The management of KEC International at its analyst meet sounded quite positive about their outlook as they see the headwinds abating. Management emphasized its focus on revenue growth, profitability and better working capital management.
They mentioned that the tender pipeline remains healthy at Rs 1.1 lakh Crore, (domestic ~50%) of which orders worth Rs.30,000 Cr are already tendered out. KEC International has also targeted an order book of Rs.40,000 Cr by FY25. Margin is expected to start improving from H2FY23 onwards with legacy orders in SAE getting completed, softening of commodity prices, lower freight cost and execution of new orders.
Also expects to achieve near double-digit EBITDA margin from FY24. Given a healthy order book and tender pipeline, management maintained its revenue growth guidance of ~15% and order inflow of ~Rs1,900-2,000 Cr for FY23E.
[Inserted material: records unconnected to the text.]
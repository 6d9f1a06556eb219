// lanchat daemon: serverless peer discovery and direct messaging over UDP.

mod config;
mod engine;
mod transport;

use std::sync::Arc;
use std::time::Duration;

use clap::Parser;
use tracing::info;
use tracing_subscriber::EnvFilter;
use uuid::Uuid;

use engine::{DebugSink, DiscoveryEngine};

#[derive(Parser)]
#[command(name = "lanchat-daemon", version, about = "LAN peer discovery and messaging daemon")]
struct Cli {
    /// Username to announce on the network.
    #[arg(long)]
    username: String,
    /// Seconds between status reports in the log.
    #[arg(long, default_value_t = 5)]
    status_interval: u64,
}

/// Tag the username with a short random suffix so two people picking the
/// same name can still tell each other apart.
fn tagged_username(username: &str) -> String {
    let suffix = Uuid::new_v4().to_string();
    format!("{username}#{}", &suffix[..4])
}

#[tokio::main]
async fn main() -> anyhow::Result<()> {
    tracing_subscriber::fmt()
        .with_env_filter(EnvFilter::try_from_default_env().unwrap_or_else(|_| "info".into()))
        .init();

    let cli = Cli::parse();
    let cfg = config::load();
    let username = tagged_username(&cli.username);

    let sink: DebugSink = Arc::new(|line: &str| info!(target: "lanchat::debug", "{line}"));
    let engine = Arc::new(DiscoveryEngine::with_debug_sink(
        username.clone(),
        cfg.engine_config(),
        Some(sink),
    ));
    engine.set_debug(cfg.debug);
    engine.start().await?;
    info!(%username, port = cfg.port, "lanchat daemon running");

    let status_engine = engine.clone();
    let status = tokio::spawn(async move {
        let mut ticker = tokio::time::interval(Duration::from_secs(cli.status_interval.max(1)));
        loop {
            ticker.tick().await;
            let peers = status_engine.list_peers();
            info!(
                peers = peers.len(),
                messages = status_engine.list_messages(None).len(),
                "status"
            );
        }
    });

    shutdown_signal().await?;
    status.abort();
    engine.stop().await;
    info!("shut down");
    Ok(())
}

/// Wait for Ctrl+C or SIGTERM (Unix).
async fn shutdown_signal() -> anyhow::Result<()> {
    #[cfg(unix)]
    {
        use tokio::signal::unix::{signal, SignalKind};
        let mut sigterm = signal(SignalKind::terminate())?;
        tokio::select! {
            _ = tokio::signal::ctrl_c() => {}
            _ = sigterm.recv() => {}
        }
    }
    #[cfg(not(unix))]
    {
        tokio::signal::ctrl_c().await?;
    }
    Ok(())
}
Management also expects working capital days to come down to 120-130 days in FY23 (vs 150 days currently) owing to the closure of loss-making SAE projects, receivables from Afghanistan and railways payment getting normalized. For FY24 management targets to further bring down net- working capital to 100 days.
Transmission & Distribution (T&D) segment to drive growth
T&D accounts for ~50% of the total revenue of KEC International as of FY22. The domestic T&D market is witnessing a revival with orders coming from PGCIL and private players. KEC had secured a prestigious order to build India’s first 765kV Digital GIS Substation from PGCIL in Q1FY23. Domestic T&D order inflows are likely to be driven by Green Energy Corridor Phase-II and Leh Ladakh HVDC lines going forward. The oil & gas pipeline segment opportunity for KEC is Rs. 5,000-6,000 Cr annually.
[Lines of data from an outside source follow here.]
//! Wordle Minimax
//!
//! A Wordle solver that ranks guesses by the worst case: the largest number
//! of solutions any feedback could leave. Ties go to the guess splitting the
//! solutions into more groups, then to guesses that could win outright.
//!
//! # Quick Start
//!
//! ```rust
//! use wordle_minimax::candidates::{GuessCandidates, SolutionCandidates};
//! use wordle_minimax::core::{Variant, Word};
//! use wordle_minimax::solver::{SearchOptions, best_guesses};
//!
//! let variant = Variant::new("new_york_times", 5);
//! let words = |list: &[&str]| -> Vec<Word> {
//!     list.iter().map(|w| Word::new(w).unwrap()).collect()
//! };
//!
//! let mut guesses =
//!     GuessCandidates::explicit(variant.clone(), words(&["crate", "grate", "irate", "magic"])).unwrap();
//! let solutions = SolutionCandidates::new(variant, words(&["crate", "grate", "irate"])).unwrap();
//!
//! let best = best_guesses(&mut guesses, &solutions, &SearchOptions::default(), None).unwrap();
//! assert_eq!(best.rank.worst(), 1);
//! assert_eq!(best.guesses, words(&["magic"]));
//! ```

// Core domain types
pub mod core;

// Candidate sets and their indexes
pub mod candidates;

// Minimax search
pub mod solver;

// On-disk result cache
pub mod cache;

// Word lists
pub mod wordlists;

// Command implementations
pub mod commands;

// Terminal output formatting
pub mod output;

pub mod error;

pub use error::{Error, Result};
//! Reading word list files
//!
//! One word per line. Surrounding whitespace and blank lines are ignored.

use crate::error::Result;
use std::fs;
use std::path::Path;

/// Read the non-blank lines of a word list file
///
/// # Errors
///
/// Returns an I/O error if the file cannot be read.
///
/// # Examples
/// ```no_run
/// use wordle_minimax::wordlists::loader::read_lines;
///
/// let lines = read_lines("cache/solutions_new_york_times.txt").unwrap();
/// println!("Loaded {} words", lines.len());
/// ```
pub fn read_lines<P: AsRef<Path>>(path: P) -> Result<Vec<String>> {
    let content = fs::read_to_string(path)?;
    Ok(parse_lines(&content))
}

/// Split text into trimmed, non-blank lines
#[must_use]
pub fn parse_lines(content: &str) -> Vec<String> {
    content
        .lines()
        .map(str::trim)
        .filter(|line| !line.is_empty())
        .map(str::to_owned)
        .collect()
}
Reduction in debt going forward
As of June 22, consolidated net debt (including acceptances) stood at Rs. 6,080 Cr vs Rs.4,770 Cr as on Mar 22. However, interest costs for Q1FY23 increased to 3% of sales (vs. 2.2% in Q4FY22). Management has guided that it will reduce net debt by Rs. 500 Cr by Q4FY23.
Out of the total analysts covering KEC International, 70% have a buy rating on the stock with a 12-month target price of Rs. 481.